To attract profitable and sustainable investments, a far-reaching regulatory framework would help investors understand the size of the garden (where investors can play) and the height of the fence (to keep out malign actors). Driven by geopolitical developments, investor screening should be a key policy consideration to attract responsible investors. This would encourage healthy competition and deter malign foreign investors. An evaluation of investor credibility and alignment with development priorities should be the first step in the screening process, followed by a business plan and compliance screening. It is imperative to perform due diligence to ensure compliance with legal and regulatory requirements prior to granting approval.
Reducing vulnerabilities and excessive reliance on a small number of foreign investors should be the goal of a non-discriminatory FDI screening procedure. A biased screening process that is not merit-based could lead to a discriminatory investment environment that benefits a select few.
Improving transparency to attract FDI does not mean that Sri Lanka should be passive recipients of investments from abroad. Provisions of the domestic law should reflect the growing awareness of the need to promote and implement responsible business conduct in the host-country. A growing trend in international investment law is the inclusion of investor obligations to protect human capital, environment, and other public policy goals. In recent years, many countries including Germany, France, UK, and the Netherlands have passed Acts mandating due diligence and responsible business conduct. Such laws and regulations would ensure that investors contribute to sustainable development goals (i.e., productivity and innovation, job quality and skills, gender equality, and decarbonisation).

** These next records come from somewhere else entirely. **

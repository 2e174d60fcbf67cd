//! Video and audio filter chains.

pub mod audio;
pub mod chain;
pub mod complex;
pub mod hardware;
pub mod overlay;
pub mod video;

pub use audio::{AudioFilter, audio_filters};
pub use chain::{BurnedSubtitles, ChainRequest, VideoChain, compose_video_chain, final_relocation};
pub use complex::{ComplexFilter, StreamRef};
pub use overlay::{
    FadePoint, GraphicsOverlay, OverlayLayer, Subtitle, SubtitleMethod, Watermark,
    WatermarkLocation, WatermarkSize,
};
pub use video::VideoFilter;

use crate::state::{FrameDataLocation, HardwareAccelerationMode};

/// Where filters run. Only accelerators with their own filter family get a
/// hardware backend; VideoToolbox and AMF filter in software.
#[derive(Debug, Clone, Copy, PartialEq, Eq, Hash)]
pub enum FilterBackend {
    Software,
    Cuda,
    Qsv,
    Vaapi,
}

impl FilterBackend {
    /// The backend for a pipeline whose decoder or encoder runs on `mode`.
    pub fn for_pipeline(
        mode: HardwareAccelerationMode,
        decoder_on_hardware: bool,
        encoder_on_hardware: bool,
    ) -> Self {
        if !(decoder_on_hardware || encoder_on_hardware) {
            return Self::Software;
        }
        match mode {
            HardwareAccelerationMode::Nvenc => Self::Cuda,
            HardwareAccelerationMode::Qsv => Self::Qsv,
            HardwareAccelerationMode::Vaapi => Self::Vaapi,
            HardwareAccelerationMode::None
            | HardwareAccelerationMode::VideoToolbox
            | HardwareAccelerationMode::Amf => Self::Software,
        }
    }

    pub fn is_hardware(&self) -> bool {
        !matches!(self, Self::Software)
    }

    pub fn location(&self) -> FrameDataLocation {
        if self.is_hardware() {
            FrameDataLocation::Hardware
        } else {
            FrameDataLocation::Software
        }
    }
}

Improvements to transparency should come from data-driven and evidence-based decision making, consistent policy, prompt updates on regulatory changes, standardised procedures to monitor breaches and appropriate remedial mechanisms. There needs to be a stronger commitment to improve governance, which includes cutting back on red tape and bureaucratic discretion. The coherence and consistency of policy would be enhanced by rationalising the number of government bodies influencing investment policy and streamlining coordination between pertinent ministries and agencies.
Conclusion
The country’s current crisis stems from poorly planned infrastructure projects funded by foreign commercial loans (like the Chinese FDI projects that came in the form of debt) and lack of fiscal transparency leading to misused government finances. Moving forward, it is important to critically assess the sustainability and calibre of foreign investments based on how they support the development of domestic industries, advance innovation capacities through the transfer of knowledge and technology, generate employment opportunities, advance gender equality, and ease the transition to low-carbon energy sources.
Transparency is a prerequisite for responsible investors seeking mutually beneficial partnerships. By prioritising transparency and accountability, Sri Lanka can lure investments that align with long-term development objectives and generate return on investment. Sri Lanka’s economic landscape necessitates a commitment to transparent governance that not only benefits foreign stakeholders but also steer the country towards a strong economy, where sustainable foreign direct investments act as a catalyst for growth.
(The writer has a penchant for international trade and development. With a background in economics and international business, she holds an MSc in International Business Management (UK), and is currently pursuing an LL.M (UK), specialising in Commercial Law. She can be contacted via [email protected])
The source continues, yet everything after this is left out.